Hannah, my name is Hannah. I lost the love of my life to an unfortunate illness, I held him in my arms as he slipped away. I have an apartment in Hope, Virginia. I work as a waitress in a dinner. I have friends. Zoe is a fellow waitress and a sympathetic ear. Whenever I talk about my lost love Luke she gets all misty eyed and gives me a hug. Claire also a fellow waitress lives at home with her sick father and her dog Angel. Emily is Claire's daughter and incredibly cute, her father was killed in a riot over food three years ago a month before she was born. Michael runs the local bar; he inherited it from his father who also died in the food riots. This is my life now.

Max is only a dream.





Eight months. Asha hasn't bugged me about my insane little quest since I sent her away two months ago. Instead she tries her hardest to be good to me and do what I want. I think she just humors me because she wants me. Her pity drowns me sometimes and I have to leave the room and escape.
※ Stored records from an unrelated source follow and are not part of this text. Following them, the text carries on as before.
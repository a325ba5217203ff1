//! Public landing page with category navigation.

use leptos::prelude::*;

use crate::catalog;
use crate::components::footer::Footer;

#[component]
pub fn HomePage() -> impl IntoView {
    view! {
        <div class="page page--home">
            <section class="hero">
                <h1>"Storefront Supply Co."</h1>
                <p class="hero__tagline">"Durable goods for everyday life."</p>
                <a class="hero__cta" href="/products">"Shop all categories"</a>
            </section>
            <section class="category-grid">
                {catalog::CATEGORIES
                    .iter()
                    .map(|category| {
                        view! {
                            <a class="category-card" href=catalog::category_path(category)>
                                <h2>{category.name}</h2>
                                <p>{category.blurb}</p>
                            </a>
                        }
                    })
                    .collect_view()}
            </section>
            <Footer/>
        </div>
    }
}
use super::*;

fn config() -> ProviderConfig {
    ProviderConfig::from_parts("https://auth.example.com", "anon-key").expect("config should build")
}

#[test]
fn from_parts_rejects_blank_url() {
    assert_eq!(ProviderConfig::from_parts("", "key"), None);
    assert_eq!(ProviderConfig::from_parts("   ", "key"), None);
}

#[test]
fn from_parts_rejects_blank_key() {
    assert_eq!(ProviderConfig::from_parts("https://auth.example.com", ""), None);
    assert_eq!(ProviderConfig::from_parts("https://auth.example.com", "  "), None);
}

#[test]
fn from_parts_strips_trailing_slash() {
    let config = ProviderConfig::from_parts("https://auth.example.com/", "key").expect("config should build");
    assert_eq!(config.url, "https://auth.example.com");
}

#[test]
fn authorize_url_carries_provider_and_redirect() {
    let url = config().authorize_url(OAuthProvider::Google, "https://shop.example.com");
    assert_eq!(
        url,
        "https://auth.example.com/auth/v1/authorize?provider=google&redirect_to=https://shop.example.com"
    );
}

#[test]
fn user_and_logout_urls() {
    assert_eq!(config().user_url(), "https://auth.example.com/auth/v1/user");
    assert_eq!(config().logout_url(), "https://auth.example.com/auth/v1/logout");
}

#[test]
fn object_urls_include_bucket_and_path() {
    assert_eq!(
        config().object_url("avatars", "u1/avatar"),
        "https://auth.example.com/storage/v1/object/avatars/u1/avatar"
    );
    assert_eq!(
        config().public_object_url("avatars", "u1/avatar"),
        "https://auth.example.com/storage/v1/object/public/avatars/u1/avatar"
    );
}
//! Access gate for authenticated routes.
//!
//! DESIGN
//! ======
//! The gate derives one of four outcomes from the session store on every
//! re-evaluation: pending, redirect-to-login, redirect-to-unauthorized,
//! or render. It holds no state of its own beyond [`RedirectTracker`],
//! which records the last redirect acted upon so navigation fires exactly
//! once per distinct transition into a redirecting state rather than once
//! per re-render.

#[cfg(test)]
#[path = "guard_test.rs"]
mod guard_test;

use leptos::prelude::*;
use leptos_router::NavigateOptions;
use leptos_router::hooks::use_navigate;

use crate::components::spinner::{Spinner, SpinnerSize};
use crate::state::session::SessionState;

/// Where unauthenticated visitors are sent.
pub const LOGIN_PATH: &str = "/login";
/// Where authenticated-but-unauthorized visitors are sent.
pub const UNAUTHORIZED_PATH: &str = "/unauthorized";

/// Outcome of evaluating the gate against the current session.
#[derive(Clone, Copy, Debug, PartialEq, Eq)]
pub enum GateDecision {
    /// Session still resolving; render a placeholder, no navigation.
    Pending,
    /// No user; navigate to the login page.
    RedirectLogin,
    /// User present but role not permitted; navigate to the unauthorized page.
    RedirectUnauthorized,
    /// Render children unchanged.
    Render,
}

/// Evaluate the gate. An empty role list admits any authenticated user.
#[must_use]
pub fn decide(session: &SessionState, allowed_roles: &[String]) -> GateDecision {
    if session.loading {
        return GateDecision::Pending;
    }
    let Some(user) = &session.user else {
        return GateDecision::RedirectLogin;
    };
    if allowed_roles.is_empty() || allowed_roles.iter().any(|role| role == &user.role) {
        GateDecision::Render
    } else {
        GateDecision::RedirectUnauthorized
    }
}

/// Tracks the last redirect issued so re-renders in the same state are
/// no-ops. Entering a non-redirecting state re-arms the tracker.
#[derive(Debug, Default)]
pub struct RedirectTracker {
    last: Option<&'static str>,
}

impl RedirectTracker {
    /// Observe a decision; returns the path to navigate to, if any.
    pub fn observe(&mut self, decision: GateDecision) -> Option<&'static str> {
        let target = match decision {
            GateDecision::RedirectLogin => Some(LOGIN_PATH),
            GateDecision::RedirectUnauthorized => Some(UNAUTHORIZED_PATH),
            GateDecision::Pending | GateDecision::Render => None,
        };
        if target == self.last {
            return None;
        }
        self.last = target;
        target
    }
}

/// Gate child content behind authentication and optional role authorization.
///
/// Renders a placeholder while the session resolves, nothing while a
/// redirect is in flight, and the children unchanged once authorized.
#[component]
pub fn Protected(#[prop(optional)] allowed_roles: Vec<String>, children: ChildrenFn) -> impl IntoView {
    let session = expect_context::<RwSignal<SessionState>>();
    let navigate = use_navigate();
    let roles = StoredValue::new(allowed_roles);
    let tracker = StoredValue::new(RedirectTracker::default());

    Effect::new(move || {
        let decision = roles.with_value(|allowed| decide(&session.get(), allowed));
        let mut target = None;
        tracker.update_value(|tracker| target = tracker.observe(decision));
        if let Some(path) = target {
            navigate(path, NavigateOptions::default());
        }
    });

    let decision = move || roles.with_value(|allowed| decide(&session.get(), allowed));
    view! {
        <Show
            when=move || matches!(decision(), GateDecision::Render)
            fallback=move || {
                view! {
                    <Show when=move || matches!(decision(), GateDecision::Pending)>
                        <Spinner size=SpinnerSize::Large caption="Checking your session..."/>
                    </Show>
                }
            }
        >
            {children()}
        </Show>
    }
}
I followed Max to New York and lost her after that. That was a month ago and I have no real hope of finding her. She really is gone. And yet life still goes on.

The days seem to blur together somehow. I never remember anymore what day it is and so I got a watch with the date on it so that when Asha asks if I know what day it is I can tell her. It cost me a ridiculous amount of money but it saved me from more of her pity and those looks of condemnation. I'd buy a million of them if they could make her disappear every once in awhile.

But that is mean. Asha only wants what is best for me. She watches out for me more then she should and at times she is a great person to talk to. It's only when I get lost in one of these moods that I talk bad about her.

Today I'm in one of those moods. Today is a bad day. I found a copy of the medical notes that our Manticore scientist made up. I still haven't found anyone else to develop a cure and even if I had there would be no way now for me to contact Max about it.

I want to hold her again. Thoughts like this pop into my head a million times a day.

I want to hear her laugh.

I want her sarcastic criticism.

My life without her is hollow. The whole city of Seattle wonders what happened to the great Eyes Only. Has he lost his will to live? Why does he hunt for more trouble? Why does he seem to dig for danger? He never would have risked it all a year ago.

He had reason to play it safe a year ago. He had reason to live a year ago.

Sometimes I hear noises and think that she has come back. I think she's picking my lock or revving her bike. What I'd give for a phone call, just to hear her voice.

At night I dream she is still here with me. We talk and laugh. I cook and then we play chess. She hunts down the bad guys and I run Eyes Only broadcasts with pride and life.

This is my life now, an assortment of bad dreams all culminating in one awful mix of days, broken only by my freedom and release at night when I have the woman I love in my arms.

But I wake up and the shadow in the background is from my chair, the bike on the road is not Max's and the lock picking is in my head. Max is only a dream now.